Многие великие люди, великие святые уходили из жизни слишком рано. Причина – слишком большая самоотдача и невосполнимая потеря энергии при этом. Христос, Отец Сергий у Толстого, Вивекананда…
В Евангелие однозначно подразумевается: 40 дней, проведенных Иисусом Христом в пустыне (или “Моление о чаше”) – это энергетическая подпитка, подзарядка Иисуса. Энергия Христа была к тому времени исчерпана. Тогда-то его и взяли… Тогда, когда был он истощен на чудеса.
От подобной опасности предостерегает, в частности, и Кастанеда, говоря об одном из своих героев: “он слишком долго был в тени” другого человека и потому “потерял свою судьбу”, слившись со своим партнером, другом, отдав ему свою жизненную энергию и став его двойником. Об этом же пишет и С.Н. Лазарев, видя причиной болезни многих своих пациентов – “слишком сильную зацепку” за ближних: за дочь, за мать, за мужа. Оказывается, слишком сильная, безоглядная любовь не всегда может принести добро как самому донору, так и тому, кого она питает.

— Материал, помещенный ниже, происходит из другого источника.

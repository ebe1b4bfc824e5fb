//! Scripted collaborators for tests and dry runs.

use async_trait::async_trait;
use parking_lot::Mutex;
use serde_json::Value;
use std::collections::{BTreeMap, HashMap, HashSet};
use std::sync::Arc;

use crate::adapters::{
    ClassificationModel, DiscoverySource, ExpandedTerm, KeywordExpander, PageFetcher, Prediction,
    RawListing, SearchQuery, StructuredFields,
};
use crate::cancellation::CancellationToken;
use crate::context::SearchTarget;
use crate::core::Record;
use crate::errors::SourceError;

/// A discovery source returning fixed listings for keyword and image searches.
#[derive(Debug, Clone)]
pub struct StaticSource {
    name: String,
    listings: Vec<RawListing>,
    calls: Arc<Mutex<Vec<String>>>,
}

impl StaticSource {
    /// Creates a source over `listings`.
    #[must_use]
    pub fn new(name: impl Into<String>, listings: Vec<RawListing>) -> Self {
        Self {
            name: name.into(),
            listings,
            calls: Arc::default(),
        }
    }

    /// Creates a source over bare URLs.
    #[must_use]
    pub fn with_urls(name: impl Into<String>, urls: &[&str]) -> Self {
        Self::new(name, urls.iter().map(|u| RawListing::new(*u)).collect())
    }

    /// Search terms received so far.
    #[must_use]
    pub fn queries(&self) -> Vec<String> {
        self.calls.lock().clone()
    }
}

#[async_trait]
impl DiscoverySource for StaticSource {
    fn name(&self) -> &str {
        &self.name
    }

    fn supports(&self, target: &SearchTarget) -> bool {
        !matches!(target, SearchTarget::Url(_))
    }

    async fn search(
        &self,
        query: &SearchQuery,
        max_results: usize,
    ) -> Result<Vec<RawListing>, SourceError> {
        self.calls.lock().push(query.target.value().to_string());
        Ok(self.listings.iter().take(max_results).cloned().collect())
    }
}

/// A discovery source that always fails.
#[derive(Debug, Clone)]
pub struct FailingSource {
    name: String,
    transient: bool,
}

impl FailingSource {
    /// Fails with a transient error.
    #[must_use]
    pub fn transient(name: impl Into<String>) -> Self {
        Self {
            name: name.into(),
            transient: true,
        }
    }

    /// Fails with a fatal error.
    #[must_use]
    pub fn fatal(name: impl Into<String>) -> Self {
        Self {
            name: name.into(),
            transient: false,
        }
    }
}

#[async_trait]
impl DiscoverySource for FailingSource {
    fn name(&self) -> &str {
        &self.name
    }

    fn supports(&self, _target: &SearchTarget) -> bool {
        true
    }

    async fn search(
        &self,
        _query: &SearchQuery,
        _max_results: usize,
    ) -> Result<Vec<RawListing>, SourceError> {
        Err(if self.transient {
            SourceError::transient(&self.name, "503 Service Unavailable")
        } else {
            SourceError::fatal(&self.name, "401 Unauthorized")
        })
    }
}

/// A keyword expander with fixed related terms.
#[derive(Debug, Clone)]
pub struct StaticExpander {
    terms: Vec<ExpandedTerm>,
}

impl StaticExpander {
    /// Creates an expander returning `(term, volume)` pairs.
    #[must_use]
    pub fn new(terms: Vec<(&str, u64)>) -> Self {
        Self {
            terms: terms
                .into_iter()
                .map(|(term, volume)| ExpandedTerm {
                    term: term.to_string(),
                    volume,
                })
                .collect(),
        }
    }
}

#[async_trait]
impl KeywordExpander for StaticExpander {
    async fn expand(&self, _term: &str, limit: usize) -> Result<Vec<ExpandedTerm>, SourceError> {
        Ok(self.terms.iter().take(limit).cloned().collect())
    }
}

/// A page fetcher serving fixed pages; unknown URLs get an empty page.
#[derive(Debug, Clone, Default)]
pub struct StaticFetcher {
    pages: HashMap<String, StructuredFields>,
    transient: HashSet<String>,
    missing: HashSet<String>,
}

impl StaticFetcher {
    /// Creates a fetcher with no pages.
    #[must_use]
    pub fn new() -> Self {
        Self::default()
    }

    /// Serves `fields` for `url`.
    #[must_use]
    pub fn with_page(mut self, url: impl Into<String>, fields: StructuredFields) -> Self {
        self.pages.insert(url.into(), fields);
        self
    }

    /// Fails transiently for `url`.
    #[must_use]
    pub fn transient_for(mut self, url: impl Into<String>) -> Self {
        self.transient.insert(url.into());
        self
    }

    /// Answers `url` with a fatal 404.
    #[must_use]
    pub fn missing(mut self, url: impl Into<String>) -> Self {
        self.missing.insert(url.into());
        self
    }
}

#[async_trait]
impl PageFetcher for StaticFetcher {
    async fn fetch(&self, url: &str) -> Result<StructuredFields, SourceError> {
        if self.transient.contains(url) {
            return Err(SourceError::transient("static_fetcher", "connection reset"));
        }
        if self.missing.contains(url) {
            return Err(SourceError::fatal("static_fetcher", "HTTP 404"));
        }
        Ok(self.pages.get(url).cloned().unwrap_or_default())
    }
}

/// A classification model with scripted answers.
///
/// Every record gets the default label unless a per-URL answer, a transient
/// failure or a cancellation is scripted for its URL.
#[derive(Debug, Clone)]
pub struct ScriptedModel {
    name: String,
    version: String,
    default: (String, f64),
    labels: BTreeMap<String, (String, f64)>,
    transient: HashSet<String>,
    cancel_on: Option<(String, Arc<CancellationToken>)>,
    calls: Arc<Mutex<usize>>,
}

impl ScriptedModel {
    /// Creates a model answering `"positive"` with score 1.0.
    #[must_use]
    pub fn new(name: impl Into<String>, version: impl Into<String>) -> Self {
        Self {
            name: name.into(),
            version: version.into(),
            default: ("positive".to_string(), 1.0),
            labels: BTreeMap::new(),
            transient: HashSet::new(),
            cancel_on: None,
            calls: Arc::default(),
        }
    }

    /// Sets the default answer.
    #[must_use]
    pub fn label_all(mut self, label: impl Into<String>, score: f64) -> Self {
        self.default = (label.into(), score);
        self
    }

    /// Answers `label` and `score` for `url`.
    #[must_use]
    pub fn label_for(mut self, url: impl Into<String>, label: impl Into<String>, score: f64) -> Self {
        self.labels.insert(url.into(), (label.into(), score));
        self
    }

    /// Fails transiently for `url`.
    #[must_use]
    pub fn transient_for(mut self, url: impl Into<String>) -> Self {
        self.transient.insert(url.into());
        self
    }

    /// Cancels `token` when asked about `url`, then never answers.
    #[must_use]
    pub fn cancels_on(mut self, url: impl Into<String>, token: Arc<CancellationToken>) -> Self {
        self.cancel_on = Some((url.into(), token));
        self
    }

    /// Number of predictions requested.
    #[must_use]
    pub fn calls(&self) -> usize {
        *self.calls.lock()
    }
}

#[async_trait]
impl ClassificationModel for ScriptedModel {
    async fn predict(&self, record: &Record) -> Result<Prediction, SourceError> {
        *self.calls.lock() += 1;
        let url = record.url();
        if let Some((target, token)) = &self.cancel_on {
            if target == url {
                token.cancel("operator abort");
                std::future::pending::<()>().await;
            }
        }
        if self.transient.contains(url) {
            return Err(SourceError::transient(&self.name, "model endpoint timed out"));
        }
        let (label, score) = self.labels.get(url).unwrap_or(&self.default);
        Ok(Prediction::new(label.clone(), *score, self.version.clone()))
    }
}

/// Raw listing carrying the given fields.
#[must_use]
pub fn listing(url: &str, fields: &[(&str, Value)]) -> RawListing {
    fields
        .iter()
        .fold(RawListing::new(url), |listing, (key, value)| {
            listing.with_field(*key, value.clone())
        })
}
//! Long-lived external clients shared by all steps of a run.

use std::collections::BTreeMap;
use std::fmt;
use std::sync::Arc;

use super::SearchTarget;
use crate::adapters::{ClassificationModel, DiscoverySource, KeywordExpander, PageFetcher};

/// The collaborators a run talks to.
///
/// Built once before the run starts and shared read-only afterwards; every
/// client is behind an `Arc` so concurrent per-record tasks can hold it.
#[derive(Clone, Default)]
pub struct Clients {
    sources: Vec<Arc<dyn DiscoverySource>>,
    fetcher: Option<Arc<dyn PageFetcher>>,
    expander: Option<Arc<dyn KeywordExpander>>,
    models: BTreeMap<String, Arc<dyn ClassificationModel>>,
}

impl Clients {
    /// Creates an empty client set.
    #[must_use]
    pub fn new() -> Self {
        Self::default()
    }

    /// Adds a discovery source.
    #[must_use]
    pub fn with_source(mut self, source: Arc<dyn DiscoverySource>) -> Self {
        self.sources.push(source);
        self
    }

    /// Sets the structured-extraction adapter.
    #[must_use]
    pub fn with_fetcher(mut self, fetcher: Arc<dyn PageFetcher>) -> Self {
        self.fetcher = Some(fetcher);
        self
    }

    /// Sets the keyword expander.
    #[must_use]
    pub fn with_expander(mut self, expander: Arc<dyn KeywordExpander>) -> Self {
        self.expander = Some(expander);
        self
    }

    /// Registers a model under `name`.
    #[must_use]
    pub fn with_model(mut self, name: impl Into<String>, model: Arc<dyn ClassificationModel>) -> Self {
        self.models.insert(name.into(), model);
        self
    }

    /// All discovery sources, in registration order.
    #[must_use]
    pub fn sources(&self) -> &[Arc<dyn DiscoverySource>] {
        &self.sources
    }

    /// Sources able to handle `target`.
    pub fn sources_for<'a>(
        &'a self,
        target: &'a SearchTarget,
    ) -> impl Iterator<Item = &'a Arc<dyn DiscoverySource>> + 'a {
        self.sources.iter().filter(move |s| s.supports(target))
    }

    /// The structured-extraction adapter.
    #[must_use]
    pub fn fetcher(&self) -> Option<&Arc<dyn PageFetcher>> {
        self.fetcher.as_ref()
    }

    /// The keyword expander.
    #[must_use]
    pub fn expander(&self) -> Option<&Arc<dyn KeywordExpander>> {
        self.expander.as_ref()
    }

    /// The model registered under `name`.
    #[must_use]
    pub fn model(&self, name: &str) -> Option<&Arc<dyn ClassificationModel>> {
        self.models.get(name)
    }

    /// Names of all registered models.
    pub fn model_names(&self) -> impl Iterator<Item = &str> {
        self.models.keys().map(String::as_str)
    }
}

impl fmt::Debug for Clients {
    fn fmt(&self, f: &mut fmt::Formatter<'_>) -> fmt::Result {
        f.debug_struct("Clients")
            .field(
                "sources",
                &self.sources.iter().map(|s| s.name()).collect::<Vec<_>>(),
            )
            .field("fetcher", &self.fetcher.is_some())
            .field("expander", &self.expander.is_some())
            .field("models", &self.models.keys().collect::<Vec<_>>())
            .finish()
    }
}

…Девочка приехала в столичный город из Полесской глуши, где, если верить писателям и молве, обитают ведьмы и колдуны. Окружающим ее поступки порой казались экстравагантными и неадекватными. Хотя на самом деле это вовсе не странности были, а та естественность и искренность поведения, которая не свойственна большинству людей, скованных условностями воспитания в семье, в школе, в социуме. Большинству ведь приходится либо приспосабливаться, лгать окружающим – поведением, словами, а, порой и себе самому – мыслями, либо – “резать правду матку” в глаза, отчего окружающие обижаются. А вот умеем ли мы говорить искреннюю правду, да так, чтоб человек не обиделся, а по-настоящему понял и задумался над ней, даже над самой неласковой правдой? Говорить правду, пусть даже нелестную, но – любя при этом человека, сочувствуя ему, то есть, “с открытым сердцем”? Она умела это делать. Умела также чувствовать, понимать собеседника, угадывать без слов его проблему, могла и помочь, когда человеку никто не помогал… Но эта девочка с трудом вписывалась в новую для нее атмосферу столичного ВУЗа. Хотя при этом не теряла своей безоглядной доброты. Ее блаженная, и почти в любой ситуации счастливая улыбка, порой, казалась насмешкой или результатом расстроенного ума. И не каждый умел поверить, что она и в самом деле почти всегда счастлива. Счастлива тем, что есть солнце, есть крыша над головой, что есть какие-никакие, пусть не самые красивые, туфли в холод, пальто в дождь. Всего-то ей хватало, все было хорошо. У нее было много подружек. Аня никому не отказывалась одолжить деньги, выслушать чужую горе-беду. Могла и без особого приглашения объяснить тебе твою же проблему и посоветовать, как освободиться от нее. Да и помочь не только словом, но и делом. Как-то раз спасла подружку почти от самоубийства, угадав без слов, что у нее за беда случилась. Но при всем при этом, у Ани было много и недоброжелателей.